When an invoice is purchased and funded it becomes the property of the Factor and is no longer available to leverage or sell. You wouldn’t sell the same car to two different people and the same applies to receivables.

When a bank is already in first position of the receivables which often will happen with an overdraft or corporate credit card, the Factor will need a postponement or subordination from the bank releasing their interest on the receivables. The other option is to pay off the outstanding balance to the bank and request a release on the assets.
In some circumstances banks will work with the Factor and split up the security to benefit the client. In this situation a portion of the receivables can be isolated for the purpose of increasing cash flow by factoring a particular account that is experiencing growth or identify an amount that will be factored. This reduces the amount of the security available to the Factor and increases the risk to finance but this can be very beneficial to the client who is growing rapidly.

Sometimes a Factor will take a General Security Agreement which secures all the assets of the company. Generally the first position on the receivables is required and sometimes inventory and then all the other assets will fall in line depending on who has previously registered. For example if there is equipment leased or financed and has a previous registration the GSA taken by the Factor will fall behind those lenders.

One of the benefits with factoring is the ability to separate out the assets of the company to take better advantage of leveraging those assets.

What Security is Pledged for a Factoring Agreement?

When entering into a Factoring Agreement a Factor will take a first position on the account receivable as a minimum requirement for most clients and a personal guaranty is standard. Occasionally a primary lender normally a Bank may work with the Factoring Company by allowing them to take a First Priority Position on a portion of the receivables to help the client access more funding. If bank financing is already in place, the bank will hold a General Security Interest in all the assets of the Corporation. This is called a GSA.
More and More Factoring Agreements are also including a GSA on all the assets of the Corporation to offset risk and allow the client to access higher advances and lower fees.
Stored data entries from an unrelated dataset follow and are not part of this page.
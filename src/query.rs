//! Query command: embed the query, search the store, print ranked results.

use anyhow::{Context, Result};

use crate::config::Config;
use crate::embedding;
use crate::store::VectorStore;

const PREVIEW_CHARS: usize = 300;

pub async fn run_search(config: &Config, query: &str, k: usize) -> Result<()> {
    if query.trim().is_empty() {
        println!("No results.");
        return Ok(());
    }

    let store = VectorStore::load(&config.store.dir).with_context(|| {
        format!(
            "Failed to load vector store from {} (run `docdex ingest` first)",
            config.store.dir.display()
        )
    })?;

    let query_vector = embedding::embed_query(&config.embedding, query).await?;
    let results = store.search(&query_vector, k)?;

    if results.is_empty() {
        println!("No results.");
        return Ok(());
    }

    println!("query: {query}");
    println!("top {} of {} chunks:", results.len(), store.len());
    println!();

    for (i, (chunk, distance)) in results.iter().enumerate() {
        // Squared L2 over unit vectors; map into a (0, 1] similarity for display.
        let similarity = 1.0 / (1.0 + *distance as f64);

        println!(
            "{}. [{:.3}] {} / {}",
            i + 1,
            similarity,
            chunk
                .metadata
                .get("relative_path")
                .map(String::as_str)
                .unwrap_or("unknown"),
            chunk
                .metadata
                .get("section_title")
                .map(String::as_str)
                .unwrap_or("(untitled)"),
        );
        println!(
            "    distance: {:.4}  tokens: {}  chunk: {}",
            distance,
            chunk
                .metadata
                .get("token_count")
                .map(String::as_str)
                .unwrap_or("?"),
            chunk
                .metadata
                .get("chunk_index")
                .map(String::as_str)
                .unwrap_or("?"),
        );
        println!("    excerpt: \"{}\"", preview(&chunk.text));
        println!();
    }

    Ok(())
}

/// First `PREVIEW_CHARS` characters on one line, with an ellipsis when cut.
fn preview(text: &str) -> String {
    let flat = text.replace('\n', " ");
    let flat = flat.trim();
    if flat.chars().count() <= PREVIEW_CHARS {
        flat.to_string()
    } else {
        let cut: String = flat.chars().take(PREVIEW_CHARS).collect();
        format!("{cut}...")
    }
}

#[cfg(test)]
mod tests {
    use super::*;

    #[test]
    fn short_text_is_untouched() {
        assert_eq!(preview("hello world"), "hello world");
    }

    #[test]
    fn newlines_are_flattened() {
        assert_eq!(preview("line one\nline two"), "line one line two");
    }

    #[test]
    fn long_text_is_cut_at_char_boundary() {
        let text = "é".repeat(400);
        let p = preview(&text);
        assert!(p.ends_with("..."));
        assert_eq!(p.chars().count(), PREVIEW_CHARS + 3);
    }
}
It sometimes just provides a comfort level to the Factor so they will fund an account that may or may not be meeting the approval of the credit department using just the receivables as collateral.

Case Study Transportation

This transportation company started with a $75,000 credit limit for US and Canadian invoices.  This client had larger invoices and carried larger loads so they required the financing to help them pay the drivers and gas on time.    Within six months we increased the credit limit to $125,000 when they signed a new contract and increased their monthly receivables by $25,000.  We increased the credit limit within a couple of days and reduced their fee to reflect the new volume of invoices.   Our client had checked credit with Newport prior to signing the contract and we were able to help them take on the new business without skipping a beat.

Case Study Publishing

A company publishing a newspaper was suffering from inadequate systems and was not collecting receivables regularly and never checked credit on the customers.  They had a couple of bad debts that had put them behind with their supplier.     We set a small credit limit of $25,000 and credit checked the customers and set up credit limits to reduce the risk on their outstanding invoices and help eliminate future losses.   We managed the receivables and provided accounts receivable aging reports for the client to track their receivables.    Newport Funding Group purchased and funded a majority of the outstanding receivables and paid down the Supplier to keep papers printing.   Going forward we paid the Supplier directly once the papers were delivered and helped our clients repair their relationship with their printer.